Characteristics of DAO
- It is responsible for CRUD operations on data sources.
- It uses JDBC, JPA, or Hibernate to communicate with databases.
- It helps decouple the business logic from persistence logic.
Example
public interface UserDao {
User findByEmail(String email);
void save(User user);
}
@Repository
public class UserDaoImpl implements UserDao {
@PersistenceContext
private EntityManager entityManager;
public User findByEmail(String email) {
return entityManager.createQuery("SELECT u FROM User u WHERE u.email = :email", User.class)
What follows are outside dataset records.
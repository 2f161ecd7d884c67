use burn::{prelude::Backend, tensor::Tensor};

use crate::{config::DetectConfig, priors::VARIANCES};

/// One detected object: class label, confidence, and the decoded box in
/// x1y1x2y2 form as fractions of the input image.
#[derive(Debug, Clone, PartialEq)]
pub struct Detection {
    pub label: usize,
    pub score: f32,
    pub bbox: [f32; 4],
}

/// Applies predicted regression offsets to a prior box.
///
/// This is the inverse of the training-time encoding: the center offsets
/// are scaled by the center variances and the prior size, the size offsets
/// are exponentiated from log space after scaling by the size variances.
///
/// - cx = p_cx + l0 * v0 * p_w
/// - cy = p_cy + l1 * v1 * p_h
/// - w  = p_w * exp(l2 * v2)
/// - h  = p_h * exp(l3 * v3)
///
/// The prior is cxcywh; the result is converted to x1y1x2y2.
pub fn decode(loc: &[f32; 4], prior: &[f32; 4], variances: &[f32; 4]) -> [f32; 4] {
    let [pcx, pcy, pw, ph] = *prior;

    let cx = pcx + loc[0] * variances[0] * pw;
    let cy = pcy + loc[1] * variances[1] * ph;
    let w = pw * (loc[2] * variances[2]).exp();
    let h = ph * (loc[3] * variances[3]).exp();

    [cx - w * 0.5, cy - h * 0.5, cx + w * 0.5, cy + h * 0.5]
}

/// Intersection over union of two x1y1x2y2 boxes.
pub fn iou(a: &[f32; 4], b: &[f32; 4]) -> f32 {
    let x1 = a[0].max(b[0]);
    let y1 = a[1].max(b[1]);
    let x2 = a[2].min(b[2]);
    let y2 = a[3].min(b[3]);

    let intersection = (x2 - x1).max(0.0) * (y2 - y1).max(0.0);
    let area_a = (a[2] - a[0]).max(0.0) * (a[3] - a[1]).max(0.0);
    let area_b = (b[2] - b[0]).max(0.0) * (b[3] - b[1]).max(0.0);
    let union = area_a + area_b - intersection;

    if union <= 0.0 { 0.0 } else { intersection / union }
}

/// Greedy non-maximum suppression over score-sorted candidates.
///
/// Keeps the highest-scoring box, drops every candidate overlapping it by
/// more than `thresh`, and repeats on the survivors.
fn nms(mut candidates: Vec<Detection>, thresh: f32) -> Vec<Detection> {
    candidates.sort_by(|a, b| b.score.total_cmp(&a.score));

    let mut kept: Vec<Detection> = Vec::new();
    for candidate in candidates {
        if kept.iter().all(|k| iou(&k.bbox, &candidate.bbox) <= thresh) {
            kept.push(candidate);
        }
    }
    kept
}

/// Packs raw network outputs into per-image detections.
///
/// `loc` is `[batch, priors, 4]`, `conf` is `[batch, priors, classes]`
/// with already-normalized per-row probabilities, `priors` is
/// `[priors, 4]` in cxcywh form. Class 0 is background and never reported.
///
/// Per image and per non-background class: drop candidates below the
/// confidence floor, keep the `top_k` best, suppress overlaps, then cap
/// the union of all classes at `max_detections` by score.
pub fn detect<B: Backend>(
    loc: Tensor<B, 3>,
    conf: Tensor<B, 3>,
    priors: Tensor<B, 2>,
    config: &DetectConfig,
) -> Vec<Vec<Detection>> {
    let [batch, num_priors, _] = loc.shape().dims();
    let [_, _, num_classes] = conf.shape().dims();

    let loc = loc.into_data().to_vec::<f32>().unwrap();
    let conf = conf.into_data().to_vec::<f32>().unwrap();
    let priors = priors.into_data().to_vec::<f32>().unwrap();

    let mut output = Vec::with_capacity(batch);

    for b in 0..batch {
        let loc = &loc[b * num_priors * 4..(b + 1) * num_priors * 4];
        let conf = &conf[b * num_priors * num_classes..(b + 1) * num_priors * num_classes];

        let mut image: Vec<Detection> = Vec::new();

        for class in 1..num_classes {
            let mut candidates: Vec<Detection> = Vec::new();

            for p in 0..num_priors {
                let score = conf[p * num_classes + class];
                if score <= config.conf_thresh {
                    continue;
                }

                let offsets: [f32; 4] = loc[p * 4..p * 4 + 4].try_into().unwrap();
                let prior: [f32; 4] = priors[p * 4..p * 4 + 4].try_into().unwrap();

                candidates.push(Detection {
                    label: class,
                    score,
                    bbox: decode(&offsets, &prior, &VARIANCES),
                });
            }

            candidates.sort_by(|a, b| b.score.total_cmp(&a.score));
            candidates.truncate(config.top_k);

            image.extend(nms(candidates, config.nms_thresh));
        }

        image.sort_by(|a, b| b.score.total_cmp(&a.score));
        image.truncate(config.max_detections);

        output.push(image);
    }

    output
}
.setParameter("email", email)
.getSingleResult();
}
public void save(User user) {
entityManager.persist(user);
}
}
Difference Between POJO and DAO
Feature | POJO | DAO |
Definition | It is a Java object used to hold data | A class that handles database interactions |
Role | Data container | Data access and persistence logic |
Framework Dependency | None | Often depends on JPA, JDBC, or Hibernate |
Annotations | Typically none | Uses @Repository, @PersistenceContext, etc. |
Layer | Entity/Domain layer | Data Access layer |
Contains Logic? | There is no logic beyond getters/setters | Contains persistence logic (queries, updates, etc.) |
Used For | It is used for representing structured data | Performing operations like save, update and delete |
When to Use POJO vs DAO
Use POJO when
- To store and retrieve data.
- Creating classes like domain models, DTOs, or API request/response objects.
Use DAO when
- To fetch or update data in a database.
- To use JPA, Hibernate, or JDBC for persistence.
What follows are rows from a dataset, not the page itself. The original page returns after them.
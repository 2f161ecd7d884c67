use num::Float;

// Helper function for comparing floats
pub fn assert_approx_eq<F>(a: &F, b: &F, epsilon: F)
where
    F: Float + std::fmt::Display + std::fmt::Debug,
{
    assert!(
        (*a - *b).abs() <= epsilon,
        "Values differ: {:?} vs {:?} (tolerance: {:?})",
        *a,
        *b,
        epsilon
    );
}
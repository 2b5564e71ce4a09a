// src/telemetry.rs

use crate::config::LogFormat;
use tracing_subscriber::fmt::format::FmtSpan;
use tracing_subscriber::EnvFilter;

/// Installs the global subscriber. `RUST_LOG` overrides the default `info` level.
pub fn init_tracing(format: LogFormat) {
  let filter = EnvFilter::try_from_default_env().unwrap_or_else(|_| EnvFilter::new("info"));
  let builder = tracing_subscriber::fmt()
    .with_env_filter(filter)
    .with_span_events(FmtSpan::CLOSE);
  let installed = match format {
    LogFormat::Json => builder.json().try_init(),
    LogFormat::Pretty => builder.try_init(),
  };
  if let Err(e) = installed {
    eprintln!("tracing subscriber already installed: {}", e);
  }
}
// src/web/session.rs

//! The `shop_session` cookie and its request extractor.

use actix_web::cookie::{time::Duration as CookieDuration, Cookie, SameSite};
use actix_web::{FromRequest, HttpRequest, HttpResponse};
use futures_util::future::{ready, Ready};
use tracing::debug;

use crate::config::AppConfig;
use crate::errors::{AppError, Result};
use crate::services::sessions::SessionId;

pub const SESSION_COOKIE_NAME: &str = "shop_session";

/// The visitor's session id, taken from the cookie or freshly issued.
#[derive(Debug, Clone, Copy)]
pub struct CartSession {
  pub id: SessionId,
  /// `true` when the request carried no usable cookie.
  pub is_new: bool,
}

impl FromRequest for CartSession {
  type Error = AppError;
  type Future = Ready<Result<Self, Self::Error>>;

  fn from_request(req: &HttpRequest, _payload: &mut actix_web::dev::Payload) -> Self::Future {
    let existing = req
      .cookie(SESSION_COOKIE_NAME)
      .and_then(|cookie| SessionId::parse(cookie.value()));
    let session = match existing {
      Some(id) => CartSession { id, is_new: false },
      None => {
        let id = SessionId::generate();
        debug!(session_id = %id, "Issuing new session id.");
        CartSession { id, is_new: true }
      }
    };
    ready(Ok(session))
  }
}

impl CartSession {
  pub fn cookie(&self, config: &AppConfig) -> Cookie<'static> {
    let max_age = i64::try_from(config.session_ttl.as_secs()).unwrap_or(i64::MAX);
    Cookie::build(SESSION_COOKIE_NAME, self.id.to_string())
      .path("/")
      .http_only(true)
      .same_site(SameSite::Lax)
      .secure(config.session_cookie_secure)
      .max_age(CookieDuration::seconds(max_age))
      .finish()
  }

  /// Attaches the session cookie, refreshing its max-age on every response.
  pub fn attach(&self, config: &AppConfig, mut response: HttpResponse) -> Result<HttpResponse> {
    response
      .add_cookie(&self.cookie(config))
      .map_err(|e| AppError::Internal(format!("Failed to set session cookie: {}", e)))?;
    Ok(response)
  }
}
- To separate persistence logic from business logic.
How They Work Together
In a typical Spring Boot application:
Controller → Service → DAO → Database
↓
POJO (Entity)
- The POJO User class represents the data structure.
- DAO performs operations on POJOs using the database like save, find and etc….
Conclusion
In summary:
- POJO is a data holder — used to represent objects like User, Product, etc.
- DAO is a persistence layer component — used to perform database operations on POJOs.
- They work together: DAO retrieves and stores POJOs, and POJOs carry the data.